* [Problem statement]: Tally the lines below that contain the word "ProductId", and give only that number.

(Data extracted from a collection)
══════════════════════════════
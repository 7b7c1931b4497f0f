//! JSON shapes exchanged with the remote data service.
//!
//! These are raw: statuses are gateway strings, roles are free text. The
//! mapper turns them into domain records before the reducer sees them.

use crate::types::{PeriodFilter, Role};
use chrono::{DateTime, Utc};
use serde::{Deserialize, Serialize};

/// A user row from `admin-data/users-with-metrics`
#[derive(Debug, Clone, PartialEq, Serialize, Deserialize)]
pub struct RawUser {
    /// Account id
    pub user_id: String,
    /// Display name
    #[serde(default)]
    pub name: Option<String>,
    /// E-mail
    #[serde(default)]
    pub email: Option<String>,
    /// Role name
    pub role: String,
    /// Signup source
    #[serde(default)]
    pub registration_source: Option<String>,
    /// Moderation status
    #[serde(default)]
    pub status: Option<String>,
    /// Moderation reason
    #[serde(default)]
    pub status_reason: Option<String>,
    /// Custom fee as a fraction
    #[serde(default)]
    pub custom_fee_rate: Option<f64>,
    /// GMV in cents
    #[serde(default)]
    pub total_gmv: i64,
    /// Fees in cents
    #[serde(default)]
    pub total_fees: i64,
    /// Paid orders
    #[serde(default)]
    pub orders_count: u32,
    /// Signup time
    pub created_at: DateTime<Utc>,
}

/// A product row from `admin-data/products-with-metrics`
#[derive(Debug, Clone, PartialEq, Serialize, Deserialize)]
pub struct RawProduct {
    /// Product id
    pub id: String,
    /// Name
    pub name: String,
    /// Price in cents
    #[serde(default)]
    pub price: i64,
    /// Lifecycle status
    #[serde(default)]
    pub status: Option<String>,
    /// Creation time
    #[serde(default)]
    pub created_at: Option<DateTime<Utc>>,
    /// Seller id
    #[serde(default)]
    pub user_id: Option<String>,
    /// Seller name
    #[serde(default)]
    pub vendor_name: Option<String>,
    /// GMV in cents for the requested period
    #[serde(default)]
    pub total_gmv: i64,
    /// Paid orders for the requested period
    #[serde(default)]
    pub orders_count: u32,
}

/// An order row from `admin-data/orders-list`
#[derive(Debug, Clone, PartialEq, Serialize, Deserialize)]
pub struct RawOrder {
    /// Order id
    pub id: String,
    /// Gateway-specific status code
    #[serde(default)]
    pub status: Option<String>,
    /// Gateway name
    #[serde(default)]
    pub gateway: Option<String>,
    /// Amount in cents
    pub amount_cents: i64,
    /// Product bought
    #[serde(default)]
    pub product_name: Option<String>,
    /// Buyer e-mail
    #[serde(default)]
    pub customer_email: Option<String>,
    /// Creation time
    pub created_at: DateTime<Utc>,
}

/// An alert row
#[derive(Debug, Clone, PartialEq, Eq, Serialize, Deserialize)]
pub struct RawAlert {
    /// Alert id
    pub id: String,
    /// Severity name
    pub severity: String,
    /// Alert kind
    pub alert_type: String,
    /// Source address
    #[serde(default)]
    pub ip_address: Option<String>,
    /// Description
    #[serde(default)]
    pub message: Option<String>,
    /// Acknowledged flag
    #[serde(default)]
    pub acknowledged: bool,
    /// Raised at
    pub created_at: DateTime<Utc>,
}

/// A blocked address row
#[derive(Debug, Clone, PartialEq, Eq, Serialize, Deserialize)]
pub struct RawBlockedIp {
    /// Address
    pub ip_address: String,
    /// Reason
    #[serde(default)]
    pub reason: Option<String>,
    /// Blocked at
    pub blocked_at: DateTime<Utc>,
    /// Expiry
    #[serde(default)]
    pub expires_at: Option<DateTime<Utc>>,
}

/// Security counters
#[derive(Debug, Clone, Copy, Default, PartialEq, Eq, Serialize, Deserialize)]
#[serde(rename_all = "camelCase", default)]
pub struct RawSecurityStats {
    /// Critical alerts in the last 24 hours
    pub critical_alerts_24h: u32,
    /// Active blocks
    #[serde(rename = "blockedIPsActive")]
    pub blocked_ips_active: u32,
    /// Brute-force attempts
    pub brute_force_attempts: u32,
    /// Rate-limit hits
    pub rate_limit_exceeded: u32,
    /// Unacknowledged alerts
    pub unacknowledged_alerts: u32,
}

/// Body of `admin-data/users-with-metrics`
#[derive(Debug, Clone, Default, Serialize, Deserialize)]
pub struct UsersResponse {
    /// Rows
    #[serde(default)]
    pub users: Vec<RawUser>,
}

/// Body of `admin-data/products-with-metrics`
#[derive(Debug, Clone, Default, Serialize, Deserialize)]
pub struct ProductsResponse {
    /// Rows
    #[serde(default)]
    pub products: Vec<RawProduct>,
}

/// Body of `admin-data/orders-list`
#[derive(Debug, Clone, Default, Serialize, Deserialize)]
pub struct OrdersResponse {
    /// Rows
    #[serde(default)]
    pub orders: Vec<RawOrder>,
}

/// Body of `admin-data/security-overview`
#[derive(Debug, Clone, Default, PartialEq, Serialize, Deserialize)]
pub struct SecurityOverview {
    /// Alerts
    #[serde(default)]
    pub alerts: Vec<RawAlert>,
    /// Blocks
    #[serde(default, rename = "blockedIPs")]
    pub blocked_ips: Vec<RawBlockedIp>,
    /// Counters
    #[serde(default)]
    pub stats: RawSecurityStats,
}

/// Envelope every mutation endpoint answers with
#[derive(Debug, Clone, Default, Serialize, Deserialize)]
pub struct MutationAck {
    /// Error message when the remote service refused the request
    #[serde(default)]
    pub error: Option<String>,
    /// Error code accompanying `error`
    #[serde(default)]
    pub code: Option<String>,
}

/// Period parameters attached to time-bucketed queries
#[derive(Debug, Clone, PartialEq, Eq, Serialize)]
pub struct PeriodQuery {
    /// Window name
    pub period: &'static str,
    /// Custom range start
    #[serde(rename = "startDate", skip_serializing_if = "Option::is_none")]
    pub start: Option<DateTime<Utc>>,
    /// Custom range end
    #[serde(rename = "endDate", skip_serializing_if = "Option::is_none")]
    pub end: Option<DateTime<Utc>>,
}

impl From<&PeriodFilter> for PeriodQuery {
    fn from(period: &PeriodFilter) -> Self {
        let (start, end) = match *period {
            PeriodFilter::Custom { start, end } => (Some(start), Some(end)),
            _ => (None, None),
        };
        Self {
            period: period.as_wire(),
            start,
            end,
        }
    }
}

/// Requests accepted by the `admin-data` function
#[derive(Debug, Clone, PartialEq, Eq, Serialize)]
#[serde(tag = "action", rename_all = "kebab-case")]
pub enum AdminDataRequest {
    /// List users with sales aggregates for a period
    UsersWithMetrics(PeriodQuery),
    /// List products with aggregates for a period
    ProductsWithMetrics(PeriodQuery),
    /// List orders for a period
    OrdersList(PeriodQuery),
    /// Alerts, blocks and counters in one response
    SecurityOverview,
}

/// Body of `manage-user-role`
#[derive(Debug, Clone, PartialEq, Eq, Serialize)]
#[serde(rename_all = "camelCase")]
pub struct RoleChangeBody {
    /// Account to change
    pub target_user_id: String,
    /// Role to assign
    pub new_role: Role,
}

/// Bodies of `manage-user-status`
#[derive(Debug, Clone, PartialEq, Serialize)]
#[serde(tag = "action", rename_all = "camelCase")]
pub enum UserStatusBody {
    /// Suspend, ban or reactivate an account
    UpdateStatus {
        /// Account
        #[serde(rename = "userId")]
        user_id: String,
        /// `active`, `suspended` or `banned`
        status: &'static str,
        /// Reason, required for suspend and ban
        #[serde(skip_serializing_if = "Option::is_none")]
        reason: Option<String>,
    },
    /// Set or clear a custom platform fee
    UpdateCustomFee {
        /// Account
        #[serde(rename = "userId")]
        user_id: String,
        /// Fee as a fraction; `null` resets to the platform default
        #[serde(rename = "feePercent")]
        fee_percent: Option<f64>,
    },
}

/// Body of `admin-product-management`
#[derive(Debug, Clone, PartialEq, Eq, Serialize)]
#[serde(rename_all = "camelCase")]
pub struct ProductActionBody {
    /// `activate`, `block` or `delete`
    pub action: &'static str,
    /// Product
    pub product_id: String,
}

/// Bodies of `security-management`
#[derive(Debug, Clone, PartialEq, Eq, Serialize)]
#[serde(tag = "action", rename_all = "kebab-case")]
pub enum SecurityActionBody {
    /// Mark an alert as seen
    AcknowledgeAlert {
        /// Alert
        #[serde(rename = "alertId")]
        alert_id: String,
    },
    /// Deny an address
    BlockIp {
        /// Address
        #[serde(rename = "ipAddress")]
        ip_address: String,
        /// Reason
        reason: String,
        /// Days until the block lapses; absent is permanent
        #[serde(rename = "expiresInDays", skip_serializing_if = "Option::is_none")]
        expires_in_days: Option<u32>,
    },
    /// Lift a block
    UnblockIp {
        /// Address
        #[serde(rename = "ipAddress")]
        ip_address: String,
    },
}
//! Query and mutation actors.
//!
//! One async function per side-effecting operation. Each takes everything it
//! needs as arguments, makes exactly one remote call and maps the answer
//! through the canonical mappers. No retries, no caching.

use crate::error::Result;
use crate::gate::{ConfirmedRequest, FeeAdjustment, ModerationAction, PendingRequest, ProductAction};
use crate::mapper;
use crate::service::{
    DataService, PeriodQuery, ProductActionBody, RoleChangeBody, SecurityActionBody,
    UserStatusBody,
};
use crate::types::{
    AlertId, OrderRecord, PeriodFilter, ProductId, ProductRecord, Role, SecuritySnapshot, UserId,
    UserRecord,
};
use chrono::{DateTime, Utc};
use std::sync::Arc;

/// Shared handle to the remote data service
pub type Service = Arc<dyn DataService>;

/// Users with aggregates for `period`
///
/// # Errors
///
/// Whatever the service reports.
pub async fn load_users(service: Service, period: PeriodFilter) -> Result<Vec<UserRecord>> {
    let rows = service.list_users(PeriodQuery::from(&period)).await?;
    Ok(rows.into_iter().map(mapper::user).collect())
}

/// Products with aggregates for `period`
///
/// # Errors
///
/// Whatever the service reports.
pub async fn load_products(service: Service, period: PeriodFilter) -> Result<Vec<ProductRecord>> {
    let rows = service.list_products(PeriodQuery::from(&period)).await?;
    Ok(rows.into_iter().map(mapper::product).collect())
}

/// Orders for `period`, bucketed relative to `now`
///
/// # Errors
///
/// Whatever the service reports.
pub async fn load_orders(
    service: Service,
    period: PeriodFilter,
    now: DateTime<Utc>,
) -> Result<Vec<OrderRecord>> {
    let rows = service.list_orders(PeriodQuery::from(&period)).await?;
    Ok(rows.into_iter().map(|row| mapper::order(row, now)).collect())
}

/// Alerts, blocks and counters
///
/// # Errors
///
/// Whatever the service reports.
pub async fn load_security(service: Service) -> Result<SecuritySnapshot> {
    let overview = service.security_overview().await?;
    Ok(mapper::security(overview))
}

/// Assign `new_role` to a user
///
/// # Errors
///
/// Whatever the service reports.
pub async fn change_role(service: Service, user_id: UserId, new_role: Role) -> Result<()> {
    service
        .change_role(RoleChangeBody {
            target_user_id: user_id.as_str().to_string(),
            new_role,
        })
        .await
}

/// Suspend, ban or reactivate a user
///
/// # Errors
///
/// Whatever the service reports.
pub async fn moderate_user(
    service: Service,
    user_id: UserId,
    action: ModerationAction,
    reason: Option<String>,
) -> Result<()> {
    service
        .update_user(UserStatusBody::UpdateStatus {
            user_id: user_id.as_str().to_string(),
            status: action.target_status().as_str(),
            reason,
        })
        .await
}

/// Set or reset a user's custom fee
///
/// # Errors
///
/// Whatever the service reports.
pub async fn adjust_fee(service: Service, user_id: UserId, adjustment: FeeAdjustment) -> Result<()> {
    service
        .update_user(UserStatusBody::UpdateCustomFee {
            user_id: user_id.as_str().to_string(),
            fee_percent: adjustment.as_fraction(),
        })
        .await
}

/// Activate, block or delete a product
///
/// # Errors
///
/// Whatever the service reports.
pub async fn product_action(
    service: Service,
    product_id: ProductId,
    action: ProductAction,
) -> Result<()> {
    service
        .product_action(ProductActionBody {
            action: action.as_str(),
            product_id: product_id.as_str().to_string(),
        })
        .await
}

/// Mark an alert as seen
///
/// # Errors
///
/// Whatever the service reports.
pub async fn acknowledge_alert(service: Service, alert_id: AlertId) -> Result<()> {
    service
        .security_action(SecurityActionBody::AcknowledgeAlert {
            alert_id: alert_id.as_str().to_string(),
        })
        .await
}

/// Deny an address
///
/// # Errors
///
/// Whatever the service reports.
pub async fn block_ip(
    service: Service,
    ip: String,
    reason: String,
    expires_in_days: Option<u32>,
) -> Result<()> {
    service
        .security_action(SecurityActionBody::BlockIp {
            ip_address: ip,
            reason,
            expires_in_days,
        })
        .await
}

/// Lift a block
///
/// # Errors
///
/// Whatever the service reports.
pub async fn unblock_ip(service: Service, ip: String) -> Result<()> {
    service
        .security_action(SecurityActionBody::UnblockIp { ip_address: ip })
        .await
}

/// Run the actor matching a confirmed request.
///
/// The only way the reducer reaches a mutation actor.
///
/// # Errors
///
/// Whatever the service reports.
#[tracing::instrument(
    skip_all,
    fields(kind = confirmed.request.kind(), caller_id = %confirmed.caller_id)
)]
pub async fn run_mutation(service: Service, confirmed: ConfirmedRequest) -> Result<()> {
    let result = match confirmed.request {
        PendingRequest::RoleChange {
            user_id, to_role, ..
        } => change_role(service, user_id, to_role).await,
        PendingRequest::Moderation {
            user_id,
            action,
            reason,
        } => moderate_user(service, user_id, action, reason).await,
        PendingRequest::FeeAdjustment {
            user_id,
            adjustment,
        } => adjust_fee(service, user_id, adjustment).await,
        PendingRequest::ProductAction { product_id, action } => {
            product_action(service, product_id, action).await
        },
        PendingRequest::AlertAck { alert_id } => acknowledge_alert(service, alert_id).await,
        PendingRequest::IpBlock {
            ip,
            reason,
            expires_in_days,
        } => block_ip(service, ip, reason, expires_in_days).await,
        PendingRequest::IpUnblock { ip } => unblock_ip(service, ip).await,
    };

    if let Err(error) = &result {
        tracing::warn!(%error, "Mutation failed");
    }
    result
}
══════════════════════════════
* [Solution]: 2